Norway’s Barents Sea ambitions fading as more projects disappoint
OSLO (Bloomberg) - Norway’s vision of establishing a new major oil province off its northern tip has suffered another blow.
Lundin Petroleum AB, one of the most active explorers in the Norwegian Arctic, cut resource estimates for its Alta discovery in the Barents Sea and won’t develop the project independently, the company said on Monday. The field and the nearby Gohta find represented one of the hottest candidates for new projects in the Barents, an area estimated to hold two-thirds of the country’s undiscovered oil and gas.
Lundin didn’t provide a new estimate for Alta, which together with Gohta was previously thought to have resources of as much as 390 million barrels of oil equivalent. The company said the two discoveries could be connected to Equinor ASA’s Johan Castberg field, which is due to start production in 2022, or to another future development.
Regardless, unless Lundin finds more oil nearby, the two projects on their own won’t bring much-needed infrastructure like platforms or production vessels to the area, which in turn could have made other developments possible.

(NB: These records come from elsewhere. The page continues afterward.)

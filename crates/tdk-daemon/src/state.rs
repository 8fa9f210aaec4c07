//! Shared state for the admin surface.
//!
//! Handlers receive `State<Arc<AppState>>`; everything mutable lives in the
//! store or behind the scheduler-status lock, so this module owns nothing
//! async itself.

use sqlx::SqlitePool;
use std::sync::Arc;

use tdk_config::PipelineConfig;
use tdk_queue::QueueBroker;
use tdk_research::ResearchCoordinator;
use tdk_scheduler::SharedSchedulerStatus;

/// Static build metadata included in health responses.
#[derive(Clone, Copy, Debug)]
pub struct BuildInfo {
    pub service: &'static str,
    pub version: &'static str,
}

#[derive(Clone)]
pub struct AppState {
    pub pool: SqlitePool,
    pub broker: QueueBroker,
    pub scheduler_status: SharedSchedulerStatus,
    /// Force path for `POST /groups/{id}/articles`.
    pub research: Arc<ResearchCoordinator>,
    pub config: PipelineConfig,
    pub build: BuildInfo,
}

impl AppState {
    pub fn new(
        pool: SqlitePool,
        broker: QueueBroker,
        scheduler_status: SharedSchedulerStatus,
        research: Arc<ResearchCoordinator>,
        config: PipelineConfig,
    ) -> Self {
        AppState {
            pool,
            broker,
            scheduler_status,
            research,
            config,
            build: BuildInfo {
                service: "tdk-daemon",
                version: env!("CARGO_PKG_VERSION"),
            },
        }
    }
}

Despite the potential for vast resources in the Barents Sea, only two fields have started production. Lundin’s latest downgrade for Alta follows other disappointments for the region, where the first four wells drilled by Equinor in a new area failed to produce commercial discoveries. After a record exploration year in 2017 with 17 wells, the total tally fell to seven in 2018 and five last year, according to the Norwegian Petroleum Directorate.
The reduction at Alta shows a “limited pipeline” of projects for Lundin in a portfolio where the bulk of reserves is linked to the massive Johan Sverdrup field in the North Sea, Citigroup Inc. analysts said in a note to clients. The cut also highlights “the lack of meaningful exploration success recently,” it said.
In a first sign its Barents optimism had limits, Lundin said in 2018 that it would need to rethink its efforts in the region if no significant new oil discoveries were made by the end of 2020.
Still, Lundin raised its overall oil reserves by 52 million barrels at the end of last year, according to the Monday statement. This reflected final investment decisions on two projects and good performance at its Edvard Grieg field. The company’s shares rose 0.6% in Stockholm trading as of 11:23 a.m. local time.